Source data START
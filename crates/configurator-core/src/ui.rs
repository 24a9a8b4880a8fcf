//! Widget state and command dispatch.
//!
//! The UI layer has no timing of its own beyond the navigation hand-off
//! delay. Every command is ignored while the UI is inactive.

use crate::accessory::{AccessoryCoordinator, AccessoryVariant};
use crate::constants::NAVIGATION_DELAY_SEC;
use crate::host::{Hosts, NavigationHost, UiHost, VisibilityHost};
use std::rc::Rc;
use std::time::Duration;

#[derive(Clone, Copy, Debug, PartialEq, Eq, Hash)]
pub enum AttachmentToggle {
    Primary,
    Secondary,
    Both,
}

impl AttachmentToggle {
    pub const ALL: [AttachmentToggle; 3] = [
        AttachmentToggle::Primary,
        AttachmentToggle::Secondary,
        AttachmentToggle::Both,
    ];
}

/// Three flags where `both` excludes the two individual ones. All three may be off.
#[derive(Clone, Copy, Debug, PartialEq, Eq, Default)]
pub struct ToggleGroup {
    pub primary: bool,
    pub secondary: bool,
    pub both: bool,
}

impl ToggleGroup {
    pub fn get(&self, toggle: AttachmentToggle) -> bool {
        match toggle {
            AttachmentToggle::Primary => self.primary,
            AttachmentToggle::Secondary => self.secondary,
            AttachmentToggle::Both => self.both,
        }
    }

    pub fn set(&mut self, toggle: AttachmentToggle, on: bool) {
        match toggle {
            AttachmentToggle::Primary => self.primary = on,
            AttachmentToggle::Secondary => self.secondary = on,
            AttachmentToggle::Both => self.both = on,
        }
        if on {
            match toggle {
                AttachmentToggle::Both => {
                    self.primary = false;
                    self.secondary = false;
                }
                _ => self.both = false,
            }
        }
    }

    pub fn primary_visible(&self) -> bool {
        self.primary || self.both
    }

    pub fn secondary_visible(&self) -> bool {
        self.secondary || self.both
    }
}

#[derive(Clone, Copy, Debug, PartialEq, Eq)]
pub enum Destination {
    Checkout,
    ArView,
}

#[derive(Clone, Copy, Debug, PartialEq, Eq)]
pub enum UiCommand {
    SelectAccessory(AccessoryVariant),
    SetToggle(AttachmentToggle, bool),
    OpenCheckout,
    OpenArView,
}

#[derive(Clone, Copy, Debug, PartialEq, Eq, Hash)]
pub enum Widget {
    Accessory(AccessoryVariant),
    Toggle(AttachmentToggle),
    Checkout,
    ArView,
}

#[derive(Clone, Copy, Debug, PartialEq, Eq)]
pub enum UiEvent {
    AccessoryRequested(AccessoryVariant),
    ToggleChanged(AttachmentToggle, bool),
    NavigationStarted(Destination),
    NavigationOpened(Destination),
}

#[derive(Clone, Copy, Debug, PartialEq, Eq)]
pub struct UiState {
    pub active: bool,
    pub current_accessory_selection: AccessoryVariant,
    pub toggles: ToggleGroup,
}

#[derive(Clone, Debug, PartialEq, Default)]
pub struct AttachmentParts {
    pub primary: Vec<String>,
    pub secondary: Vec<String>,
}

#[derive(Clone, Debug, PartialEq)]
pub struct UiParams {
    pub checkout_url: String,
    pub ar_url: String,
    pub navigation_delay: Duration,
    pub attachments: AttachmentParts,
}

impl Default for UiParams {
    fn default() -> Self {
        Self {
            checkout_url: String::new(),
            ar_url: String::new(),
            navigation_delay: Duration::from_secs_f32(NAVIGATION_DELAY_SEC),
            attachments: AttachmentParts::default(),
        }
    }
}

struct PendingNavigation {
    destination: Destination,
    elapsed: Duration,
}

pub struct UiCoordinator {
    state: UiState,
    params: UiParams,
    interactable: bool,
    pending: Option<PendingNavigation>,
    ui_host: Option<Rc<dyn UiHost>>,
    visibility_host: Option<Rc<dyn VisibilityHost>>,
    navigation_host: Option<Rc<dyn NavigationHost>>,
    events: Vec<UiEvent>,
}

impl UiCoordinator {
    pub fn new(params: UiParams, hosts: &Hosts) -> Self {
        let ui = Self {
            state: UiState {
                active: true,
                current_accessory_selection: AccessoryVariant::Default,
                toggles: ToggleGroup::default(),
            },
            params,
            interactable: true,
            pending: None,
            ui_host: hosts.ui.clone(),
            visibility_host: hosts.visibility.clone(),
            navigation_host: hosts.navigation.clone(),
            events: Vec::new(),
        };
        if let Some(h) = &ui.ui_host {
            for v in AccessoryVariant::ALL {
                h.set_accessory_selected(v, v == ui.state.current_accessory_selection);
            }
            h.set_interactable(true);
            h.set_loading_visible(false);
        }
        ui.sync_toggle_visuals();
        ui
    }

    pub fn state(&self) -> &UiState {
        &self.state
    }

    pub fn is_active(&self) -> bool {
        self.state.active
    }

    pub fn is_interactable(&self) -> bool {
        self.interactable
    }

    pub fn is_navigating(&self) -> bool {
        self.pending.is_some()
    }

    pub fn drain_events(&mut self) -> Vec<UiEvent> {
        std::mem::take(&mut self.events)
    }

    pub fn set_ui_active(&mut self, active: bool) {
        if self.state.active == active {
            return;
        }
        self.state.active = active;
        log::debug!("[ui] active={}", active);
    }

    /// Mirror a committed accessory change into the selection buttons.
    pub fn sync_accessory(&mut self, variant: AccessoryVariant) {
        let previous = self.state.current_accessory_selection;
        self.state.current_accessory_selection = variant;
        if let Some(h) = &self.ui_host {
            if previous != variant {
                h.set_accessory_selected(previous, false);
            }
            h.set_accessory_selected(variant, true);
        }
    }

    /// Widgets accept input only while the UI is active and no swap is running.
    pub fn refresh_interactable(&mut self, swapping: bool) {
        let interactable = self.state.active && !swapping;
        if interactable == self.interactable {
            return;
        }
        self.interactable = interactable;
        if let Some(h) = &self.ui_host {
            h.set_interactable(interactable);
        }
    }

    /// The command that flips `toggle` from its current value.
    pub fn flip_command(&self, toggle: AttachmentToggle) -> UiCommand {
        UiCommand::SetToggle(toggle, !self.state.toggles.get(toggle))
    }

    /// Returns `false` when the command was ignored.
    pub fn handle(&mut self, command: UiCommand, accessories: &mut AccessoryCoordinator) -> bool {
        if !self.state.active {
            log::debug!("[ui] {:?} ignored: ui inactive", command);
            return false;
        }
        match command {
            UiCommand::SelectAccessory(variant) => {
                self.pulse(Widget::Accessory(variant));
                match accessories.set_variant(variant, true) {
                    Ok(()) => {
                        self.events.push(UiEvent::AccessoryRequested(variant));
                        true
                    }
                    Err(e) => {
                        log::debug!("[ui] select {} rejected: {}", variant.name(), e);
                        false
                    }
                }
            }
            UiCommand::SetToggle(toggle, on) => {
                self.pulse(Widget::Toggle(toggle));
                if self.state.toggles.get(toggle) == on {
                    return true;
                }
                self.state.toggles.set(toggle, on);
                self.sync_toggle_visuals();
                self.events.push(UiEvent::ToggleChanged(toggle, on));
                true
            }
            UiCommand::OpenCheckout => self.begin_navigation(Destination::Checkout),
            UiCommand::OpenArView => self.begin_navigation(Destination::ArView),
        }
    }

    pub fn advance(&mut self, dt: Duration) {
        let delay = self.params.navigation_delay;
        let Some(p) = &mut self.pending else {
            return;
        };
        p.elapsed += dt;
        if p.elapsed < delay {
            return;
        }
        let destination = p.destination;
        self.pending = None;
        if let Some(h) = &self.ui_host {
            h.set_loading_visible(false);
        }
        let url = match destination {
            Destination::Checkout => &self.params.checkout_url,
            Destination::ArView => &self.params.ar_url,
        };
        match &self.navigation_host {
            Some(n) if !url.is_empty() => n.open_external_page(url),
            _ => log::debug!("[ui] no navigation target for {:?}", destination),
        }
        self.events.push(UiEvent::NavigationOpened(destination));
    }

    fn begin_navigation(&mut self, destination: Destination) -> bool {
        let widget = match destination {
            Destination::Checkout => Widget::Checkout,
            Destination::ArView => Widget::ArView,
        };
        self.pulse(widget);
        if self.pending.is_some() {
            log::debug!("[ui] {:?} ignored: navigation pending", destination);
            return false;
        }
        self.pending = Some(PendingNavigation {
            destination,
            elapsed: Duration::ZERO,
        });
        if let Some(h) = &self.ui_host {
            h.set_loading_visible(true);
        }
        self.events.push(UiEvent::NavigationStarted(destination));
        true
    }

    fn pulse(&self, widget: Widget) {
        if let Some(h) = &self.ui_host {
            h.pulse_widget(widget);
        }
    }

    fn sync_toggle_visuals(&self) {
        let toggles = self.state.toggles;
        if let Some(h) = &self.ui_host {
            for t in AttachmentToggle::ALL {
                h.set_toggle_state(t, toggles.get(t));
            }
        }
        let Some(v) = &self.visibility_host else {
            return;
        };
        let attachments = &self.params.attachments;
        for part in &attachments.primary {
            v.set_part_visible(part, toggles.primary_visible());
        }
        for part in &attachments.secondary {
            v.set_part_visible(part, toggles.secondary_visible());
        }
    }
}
Source data END
Source data START
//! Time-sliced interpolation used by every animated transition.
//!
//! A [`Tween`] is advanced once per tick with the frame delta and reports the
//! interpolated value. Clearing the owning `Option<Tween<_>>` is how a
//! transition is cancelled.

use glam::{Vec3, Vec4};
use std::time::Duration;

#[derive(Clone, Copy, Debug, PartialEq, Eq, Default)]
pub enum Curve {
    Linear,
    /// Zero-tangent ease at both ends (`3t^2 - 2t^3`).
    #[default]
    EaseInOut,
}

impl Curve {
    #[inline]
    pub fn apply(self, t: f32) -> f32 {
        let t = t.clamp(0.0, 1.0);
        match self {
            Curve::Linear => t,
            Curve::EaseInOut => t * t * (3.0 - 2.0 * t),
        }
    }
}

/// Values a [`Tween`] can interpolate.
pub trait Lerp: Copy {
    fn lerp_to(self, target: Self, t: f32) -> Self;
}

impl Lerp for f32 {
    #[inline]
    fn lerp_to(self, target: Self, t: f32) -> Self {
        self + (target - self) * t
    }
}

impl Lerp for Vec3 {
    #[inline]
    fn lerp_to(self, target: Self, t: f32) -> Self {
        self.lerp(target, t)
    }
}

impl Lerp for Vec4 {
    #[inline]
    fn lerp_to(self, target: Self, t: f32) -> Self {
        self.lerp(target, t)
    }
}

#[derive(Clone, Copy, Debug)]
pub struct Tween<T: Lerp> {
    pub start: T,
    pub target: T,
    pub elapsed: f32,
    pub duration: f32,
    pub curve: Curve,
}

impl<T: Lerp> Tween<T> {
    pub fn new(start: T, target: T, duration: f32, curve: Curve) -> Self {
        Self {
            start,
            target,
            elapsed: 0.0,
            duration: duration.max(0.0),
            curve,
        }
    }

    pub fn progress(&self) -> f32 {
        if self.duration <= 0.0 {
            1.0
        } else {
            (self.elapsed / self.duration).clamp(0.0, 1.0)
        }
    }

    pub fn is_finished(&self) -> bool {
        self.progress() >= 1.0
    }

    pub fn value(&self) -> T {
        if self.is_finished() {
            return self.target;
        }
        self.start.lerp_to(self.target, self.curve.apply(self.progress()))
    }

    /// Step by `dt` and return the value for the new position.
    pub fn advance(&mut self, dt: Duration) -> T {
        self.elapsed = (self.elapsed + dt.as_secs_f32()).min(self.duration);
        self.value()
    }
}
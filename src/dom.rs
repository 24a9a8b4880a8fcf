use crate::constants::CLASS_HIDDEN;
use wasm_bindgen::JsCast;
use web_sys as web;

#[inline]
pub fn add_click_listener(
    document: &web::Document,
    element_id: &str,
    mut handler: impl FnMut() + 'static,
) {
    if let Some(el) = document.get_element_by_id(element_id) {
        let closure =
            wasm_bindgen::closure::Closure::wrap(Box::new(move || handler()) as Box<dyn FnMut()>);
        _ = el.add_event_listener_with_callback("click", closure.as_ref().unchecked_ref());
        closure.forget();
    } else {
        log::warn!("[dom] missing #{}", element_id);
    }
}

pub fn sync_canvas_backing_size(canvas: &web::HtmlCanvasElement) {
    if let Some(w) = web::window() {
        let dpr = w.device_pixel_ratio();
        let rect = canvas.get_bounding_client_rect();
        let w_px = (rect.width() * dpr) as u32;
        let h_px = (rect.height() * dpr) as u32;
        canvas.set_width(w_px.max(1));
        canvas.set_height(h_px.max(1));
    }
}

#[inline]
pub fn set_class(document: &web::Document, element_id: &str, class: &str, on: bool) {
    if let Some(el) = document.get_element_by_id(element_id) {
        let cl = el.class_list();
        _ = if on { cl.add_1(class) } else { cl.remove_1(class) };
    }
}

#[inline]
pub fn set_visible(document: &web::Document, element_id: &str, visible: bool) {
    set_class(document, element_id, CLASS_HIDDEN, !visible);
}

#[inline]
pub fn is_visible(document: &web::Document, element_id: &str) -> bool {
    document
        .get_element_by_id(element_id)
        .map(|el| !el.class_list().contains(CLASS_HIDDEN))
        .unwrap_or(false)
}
Source data END
Collect every line with the string "NavigationStarted" from the records, and copy each.

* **Completed task**:
    NavigationStarted(Destination),
        self.events.push(UiEvent::NavigationStarted(destination));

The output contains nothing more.